Forum Discussion

Brass Contributor

Nov 24, 2017

ADFS Claim Rule to detect domain joined devices

Hi there, I have a requirement to check wether a user is trying to authenticate against my ADFS farm using a domain joined device or not and dependent on that set actions. My question now is how ...

Authentication

Stephan Bisser

Brass Contributor

Nov 26, 2017

Thanks!

And how can I now implement a rule that if it is a domain joined device it should be asked for certificate based auth as a second factor and all mobile devices should go for Azure MFA?

VasilMichev

MVP

Nov 26, 2017

Look at the Additional Authentication Rules functionality for that and add a rule that will force domain joined machines to perform MFA on-premises.

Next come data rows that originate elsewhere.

//! Command implementations.

pub mod export;
pub mod import;
pub mod wipe;

use redsync::report::RunReport;

/// Per-category failures and per-item skips are surfaced as warnings; they
/// never turn into a nonzero exit.
pub(crate) fn print_report(report: &RunReport) {
    for failure in &report.failures {
        eprintln!("Warning: {} failed: {}", failure.category, failure.error);
    }
    if report.skipped > 0 {
        eprintln!("Warning: {} item(s) skipped.", report.skipped);
    }
}
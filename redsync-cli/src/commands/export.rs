//! Export command implementation.

use anyhow::{Context, Result};
use redsync::client::RedditClient;
use redsync::config::Config;
use redsync::model::Categories;
use redsync::serialize::{self, SnapshotFormat};
use std::path::Path;

/// Run the export command.
pub async fn run(
    profile: &str,
    output: &Path,
    format: SnapshotFormat,
    categories: Categories,
) -> Result<()> {
    let config = Config::load(&Config::default_path()?)?;
    let client = RedditClient::login(config.profile(profile)?).await?;

    let snapshot = redsync::export::export(&client, categories).await?;
    let encoded = serialize::encode(&snapshot, format)?;
    std::fs::write(output, encoded)
        .with_context(|| format!("Cannot write {}", output.display()))?;

    println!("Export complete: {}", output.display());
    Ok(())
}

There is no way to enforce specific MFA method however, the user will be able to use any of the configured ones.

Stephan Bisser
Brass Contributor
Nov 26, 2017
So that means that I cannot enforce laptops to present a certificate while iPhones should go for the Azure MFA authentication at the same time?
- Pablo Ortiz Baiardo
  Copper Contributor
  Nov 26, 2017
  You shouls use the "isregistered" claims, like this:
  
  c:[Type == "http://schemas.microsoft.com/2012/01/devicecontext/claims/isregistereduser", Value == "false"]
  
  => issue(Type = "http://schemas.microsoft.com/ws/2008/06/identity/claims/authenticationmethod",
  
  Value = "http://schemas.microsoft.com/claims/multipleauthn");
  
  Please check https://blogs.msdn.microsoft.com/ramical/2014/01/30/under-the-hood-tour-on-multi-factor-authentication-in-adfs-part-1-policy/
  - Stephan Bisser
    Brass Contributor
    Nov 27, 2017
    But how to tell ADFS that all Windows 10 laptops should present a certificate along with all iPhones should go for SMS or phone call provided by Azure MFA?